Assuming complete digestion, an intact intestine, a sturdy constitution, and minimal antigenic exposure such that the immune system is not overwhelmed, all goes well. A problem in one or more of these areas can result in immune attacks upon foods as if they were foreign invaders. Your pet’s immune system will actually produce abnormally large amounts of an antibody called immunoglobulin, or IgE for short. These IgE antibodies fight the “enemy” food allergens by releasing histamine and other chemicals, which trigger the symptoms of an allergy.

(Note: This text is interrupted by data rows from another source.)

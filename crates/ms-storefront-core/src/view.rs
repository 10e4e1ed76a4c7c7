//! Render target seam. The browser implements it over the DOM.

use crate::overlay::Overlay;
use crate::state::NavTab;
use ms_api_types::ProductId;

/// Containers whose contents are replaced wholesale on each render.
#[derive(Debug, Clone, Copy, PartialEq, Eq, Hash)]
pub enum Region {
    Categories,
    Products,
    ProductDetail,
    Cart,
    SearchResults,
}

pub trait View {
    fn replace(&self, region: Region, html: &str);
    fn set_loading(&self, loading: bool);
    fn set_cart_badge(&self, count: u32);
    /// Mark every heart control bound to `id`.
    fn set_favorite_marker(&self, id: ProductId, active: bool);
    fn set_overlay(&self, overlay: Overlay, open: bool);
    fn focus_search(&self);
    fn set_nav(&self, tab: NavTab);
    fn apply_theme(&self, vars: &[(&'static str, String)]);
}
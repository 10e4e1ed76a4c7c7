//! Event binding.
//!
//! One delegated click listener on the document resolves `data-action`
//! elements into storefront actions. Async work runs via
//! `wasm_bindgen_futures::spawn_local`.

use crate::Shop;
use crate::dom::Elements;
use crate::scheduler::TimeoutScheduler;
use ms_api_types::SortKey;
use ms_storefront_core::{
    Action, DELEGATION_SELECTOR, Debouncer, FALLBACK_MARKER, StorefrontConfig, image_fallback,
};
use std::rc::Rc;
use tracing::warn;
use wasm_bindgen::JsCast;
use wasm_bindgen::prelude::*;
use web_sys::{Element, EventTarget, HtmlImageElement};

fn listen(
    target: &EventTarget,
    event: &str,
    capture: bool,
    handler: impl FnMut(web_sys::Event) + 'static,
) -> Result<(), JsValue> {
    let cb = Closure::wrap(Box::new(handler) as Box<dyn FnMut(web_sys::Event)>);
    target.add_event_listener_with_callback_and_bool(event, cb.as_ref().unchecked_ref(), capture)?;
    cb.forget();
    Ok(())
}

/// Resolve the nearest `[data-action]` ancestor of the click target. Clicks
/// whose nearest match is an action boundary resolve to nothing.
fn action_for(event: &web_sys::Event) -> Option<Result<Action, ms_storefront_core::ActionError>> {
    let target = event.target()?.dyn_into::<Element>().ok()?;
    let el = target.closest(DELEGATION_SELECTOR).ok()??;
    let name = el.get_attribute("data-action")?;
    Some(Action::from_attributes(&name, |attr| {
        el.get_attribute(&format!("data-{attr}"))
    }))
}

/// Bind all UI event listeners. Call once after init.
pub fn bind_events(els: &Elements, shop: &Rc<Shop>, config: &StorefrontConfig) -> Result<(), JsValue> {
    let document: EventTarget = gloo_utils::document().into();

    // ── Delegated clicks ──
    {
        let shop = shop.clone();
        listen(&document, "click", false, move |event| {
            match action_for(&event) {
                Some(Ok(action)) => {
                    let shop = shop.clone();
                    wasm_bindgen_futures::spawn_local(async move {
                        shop.dispatch(action).await;
                    });
                }
                Some(Err(err)) => warn!("ignoring click: {}", err),
                None => {}
            }
        })?;
    }

    // ── Search ──
    {
        let shop = shop.clone();
        let input = els.search_input.clone();
        let debouncer = Debouncer::new(TimeoutScheduler, config.search_debounce());
        listen(&els.search_input, "input", false, move |_| {
            let shop = shop.clone();
            let value = input.value();
            debouncer.trigger(move || {
                wasm_bindgen_futures::spawn_local(async move {
                    shop.search(&value).await;
                });
            });
        })?;
    }

    // ── Sort ──
    {
        let shop = shop.clone();
        let select = els.sort_select.clone();
        listen(&els.sort_select, "change", false, move |_| {
            match select.value().parse::<SortKey>() {
                Ok(sort) => {
                    let shop = shop.clone();
                    wasm_bindgen_futures::spawn_local(async move {
                        shop.set_sort(sort).await;
                    });
                }
                Err(err) => warn!("{}", err),
            }
        })?;
    }

    // ── Host back control ──
    {
        let host = shop.host().clone();
        let shop = shop.clone();
        host.on_back_button(move || shop.back());
    }

    // ── Broken images ──
    // `error` does not bubble, so listen in the capture phase.
    {
        let placeholder = config.placeholder_image.clone();
        listen(&document, "error", true, move |event| {
            let Some(img) = event
                .target()
                .and_then(|t| t.dyn_into::<HtmlImageElement>().ok())
            else {
                return;
            };
            let swapped = img.has_attribute(FALLBACK_MARKER);
            let Some(fallback) = image_fallback(&placeholder, &img.class_name(), swapped) else {
                return;
            };
            if let Err(err) = img.set_attribute(FALLBACK_MARKER, "") {
                warn!("cannot mark image fallback: {:?}", err);
                return;
            }
            img.set_src(&fallback);
        })?;
    }

    Ok(())
}
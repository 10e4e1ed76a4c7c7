//! Metro Shop storefront, browser build.
//!
//! Binds the storefront core to the DOM and the Telegram WebApp SDK.

pub mod config;
pub mod dom;
pub mod events;
pub mod host;
pub mod logging;
pub mod observer;
pub mod scheduler;
pub mod view;

use ms_client::HttpBackend;
use ms_storefront_core::{Host, Storefront, StorefrontConfig};
use std::rc::Rc;
use tracing::{info, warn};
use wasm_bindgen::prelude::*;

pub type Shop = Storefront<HttpBackend, host::TelegramHost, view::DomView>;

/// WASM entry point – called automatically when the module is instantiated.
#[wasm_bindgen(start)]
pub async fn start() -> Result<(), JsValue> {
    // Improve panic messages in the browser console
    console_error_panic_hook::set_once();

    init().await
}

async fn init() -> Result<(), JsValue> {
    let loaded = config::read();
    let config = match &loaded {
        Ok(Some(config)) => config.clone(),
        _ => StorefrontConfig::default(),
    };
    logging::install(&config.log_level);
    if let Err(err) = loaded {
        warn!("{}, using defaults", err);
    }

    let els = dom::Elements::bind()?;
    let host = host::TelegramHost::from_window()?;

    let origin = gloo_utils::window().location().origin()?;
    let api_base = config.resolve_api_base(&origin);
    info!("storefront api at {}", api_base);
    let backend =
        HttpBackend::new(api_base, host.init_data()).with_auth_header(config.auth_header.clone());

    let shop = Rc::new(Storefront::new(
        backend,
        host.clone(),
        view::DomView::new(els.clone()),
        &config,
    ));
    shop.bootstrap_host();

    events::bind_events(&els, &shop, &config)?;
    observer::watch_overlays(host)?;

    shop.start().await;
    Ok(())
}
//! `View` over the bound DOM elements.

use crate::dom::{self, Elements};
use ms_api_types::ProductId;
use ms_storefront_core::{NavTab, Overlay, Region, View};
use wasm_bindgen::JsCast;
use web_sys::{Element, HtmlElement};

pub struct DomView {
    els: Elements,
}

impl DomView {
    pub fn new(els: Elements) -> Self {
        Self { els }
    }

    fn region(&self, region: Region) -> &Element {
        match region {
            Region::Categories => &self.els.categories_container,
            Region::Products => &self.els.products_grid,
            Region::ProductDetail => &self.els.product_detail,
            Region::Cart => &self.els.cart_content,
            Region::SearchResults => &self.els.search_results,
        }
    }

    fn overlay(&self, overlay: Overlay) -> &Element {
        match overlay {
            Overlay::ProductDetail => &self.els.product_modal,
            Overlay::Cart => &self.els.cart_modal,
            Overlay::Search => &self.els.search_modal,
        }
    }
}

fn nav_action(tab: NavTab) -> &'static str {
    match tab {
        NavTab::Catalog => "show-catalog",
        NavTab::Favorites => "show-favorites",
    }
}

impl View for DomView {
    fn replace(&self, region: Region, html: &str) {
        self.region(region).set_inner_html(html);
    }

    fn set_loading(&self, loading: bool) {
        dom::toggle_class(&self.els.loading_indicator, "active", loading);
    }

    fn set_cart_badge(&self, count: u32) {
        let badge = &self.els.cart_badge;
        badge.set_text_content(Some(&count.to_string()));
        let _ = badge.set_attribute("data-count", &count.to_string());
    }

    fn set_favorite_marker(&self, id: ProductId, active: bool) {
        let selector = format!(r#".btn-fav[data-product-id="{id}"]"#);
        for button in dom::query_all(&selector) {
            dom::toggle_class(&button, "active", active);
        }
    }

    fn set_overlay(&self, overlay: Overlay, open: bool) {
        dom::toggle_class(self.overlay(overlay), "open", open);
    }

    fn focus_search(&self) {
        let _ = self.els.search_input.focus();
    }

    fn set_nav(&self, tab: NavTab) {
        let active = nav_action(tab);
        for item in &self.els.nav_items {
            let is_active = item.get_attribute("data-action").as_deref() == Some(active);
            dom::toggle_class(item, "active", is_active);
        }
    }

    fn apply_theme(&self, vars: &[(&'static str, String)]) {
        let Some(root) = gloo_utils::document()
            .document_element()
            .and_then(|el| el.dyn_into::<HtmlElement>().ok())
        else {
            return;
        };
        let style = root.style();
        for (name, value) in vars {
            let _ = style.set_property(name, value);
        }
    }
}
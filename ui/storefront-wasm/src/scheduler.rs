//! Browser timers for the search debouncer.

use gloo_timers::callback::Timeout;
use ms_storefront_core::Scheduler;
use std::time::Duration;

/// `setTimeout` scheduler; dropping the `Timeout` clears it.
#[derive(Debug, Clone, Copy, Default)]
pub struct TimeoutScheduler;

impl Scheduler for TimeoutScheduler {
    type Handle = Timeout;

    fn schedule(&self, delay: Duration, task: Box<dyn FnOnce()>) -> Timeout {
        let millis = u32::try_from(delay.as_millis()).unwrap_or(u32::MAX);
        Timeout::new(millis, task)
    }
}
//! Trailing-edge debounce built on a cancellable delayed task.

use std::cell::RefCell;
use std::time::Duration;

/// Runs a task once after a delay.
///
/// Dropping the returned handle must cancel the task if it has not fired.
pub trait Scheduler {
    type Handle;

    fn schedule(&self, delay: Duration, task: Box<dyn FnOnce()>) -> Self::Handle;
}

/// Each trigger cancels the pending task and restarts the delay, so only the
/// last trigger of a burst runs.
pub struct Debouncer<S: Scheduler> {
    scheduler: S,
    delay: Duration,
    pending: RefCell<Option<S::Handle>>,
}

impl<S: Scheduler> Debouncer<S> {
    pub fn new(scheduler: S, delay: Duration) -> Self {
        Self {
            scheduler,
            delay,
            pending: RefCell::new(None),
        }
    }

    pub fn delay(&self) -> Duration {
        self.delay
    }

    pub fn trigger(&self, task: impl FnOnce() + 'static) {
        let previous = self.pending.borrow_mut().take();
        drop(previous);
        let handle = self.scheduler.schedule(self.delay, Box::new(task));
        *self.pending.borrow_mut() = Some(handle);
    }

    pub fn cancel(&self) {
        let previous = self.pending.borrow_mut().take();
        drop(previous);
    }
}
//! Monotonic request tickets. A response is applied only if its ticket is
//! still the latest one issued for that stream.

#[derive(Debug, Clone, Copy, PartialEq, Eq, PartialOrd, Ord)]
pub struct Ticket(u64);

#[derive(Debug, Clone, Default)]
pub struct RequestSequence {
    latest: u64,
}

impl RequestSequence {
    pub fn issue(&mut self) -> Ticket {
        self.latest += 1;
        Ticket(self.latest)
    }

    pub fn is_current(&self, ticket: Ticket) -> bool {
        ticket.0 == self.latest
    }
}
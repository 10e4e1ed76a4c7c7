//! Keeps the host back control in step with the DOM overlay classes.

use crate::host::TelegramHost;
use ms_storefront_core::Host;
use wasm_bindgen::prelude::*;
use web_sys::{MutationObserver, MutationObserverInit};

/// Watch `class` changes anywhere under `<body>` and show the back control
/// while any `.modal.open` exists.
pub fn watch_overlays(host: TelegramHost) -> Result<MutationObserver, JsValue> {
    let cb = Closure::wrap(Box::new(move |_: js_sys::Array, _: MutationObserver| {
        let open = crate::dom::query(".modal.open").is_some();
        host.set_back_button_visible(open);
    }) as Box<dyn FnMut(js_sys::Array, MutationObserver)>);
    let observer = MutationObserver::new(cb.as_ref().unchecked_ref())?;
    cb.forget();

    let init = MutationObserverInit::new();
    init.set_attributes(true);
    init.set_subtree(true);
    init.set_attribute_filter(&js_sys::Array::of1(&JsValue::from_str("class")));

    let body = gloo_utils::body();
    observer.observe_with_options(&body, &init)?;
    Ok(observer)
}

The definition of “allergy” is much debated. Immunologists describe four types of hypersensitivity reactions. These are named Type I, Type II, Type III, and Type IV. Type I reactions are mediated by Immunoglobulin E (IgE) antibodies and are characterized by the release of histamine. These are the immediate-onset allergies such as hay fever. Type II reactions involve antibody-mediated destruction of tissue following adherence of foreign material. Penicillin reactions are an example of a Type II reaction. Type III reactions are mediated by mixed immunoglobulins, but primarily IgG. Complexes composed of antigen and antibody activate complement and cytokines resulting in an inflammatory response. Type III reactions constitute the basis for delayed onset food allergies. Type IV reactions are cell mediated where T cells are the primary players. When activated by an antigen, they react and kill bacteria, viruses, tumor cells, or other target cells.
Type I food allergies manifest as sinusitis, rhinitis, recurrent ear or eye infections, mouth breathing, and post-nasal drip. The allergic reaction occurs immediately upon exposure to the antigen. The relationship between food and allergic reaction is easily recognizable. Type III food allergies present as dermatologic changes, joint pain, and asthma or recurrent infection. Any system may be affected and any symptom is possible depending on the individual’s susceptibilities.
At the present time, food antibody assessment in animals (as it is in humans) is done by measuring IgE (Immunoglobulin E) with a blood test. Elevated level of IgG antibodies parallel those of IgE. Depending on the patient’s symptoms one can assess immune complex disease by measuring IgE antibodies and then following the clinical response of the patient after dietary changes are instituted. Food antibody assessments are also valuable as a preventive measure for patients that are not currently experiencing overt symptoms of an allergic reaction. Elevated levels of antibodies can signify subclinical immune reactions which, if ignored, may place cumulative stress on the immune system and over time setting the stage for the development of illness.
It is well documented that food allergy is an expression of an inherited predisposition. This predisposition results in disease when digestion is inadequate, This may be due to hypochlorhydria, pancreatic enzyme deficiency, or inadequate brush border enzymes. When proteins are not digested to amino acids, or short chain polypeptides, they retain their antigenic properties. these antigenic molecules may then be absorbed through a damaged mucosal barrier or “leaky gut” and be exposed to the immune system. This, in turn, can create a state of chronic immune hypersensitivity and inflammation. In general, foods with a higher protein content (> 20 %) are more likely to be allergenic.
Often adopting a hypoallergenic diet will produce resolution of symptoms. But, if leaky gut is severe, measures must be taken to promote intestinal healing. The addition of pre and probiotics to the diet will usually produce dramatic improvement. There is some data to suggest that lactobacilli and other probiotics can be used to treat a food allergy when avoidance is not possible. Conventional treatment of allergies involves attempting to desensitize the animal by weekly injections of specially prepared serums for 3 to 5 years- and possibly for life as the latest advisory by the Academy of Veterinary Dermatology recommends.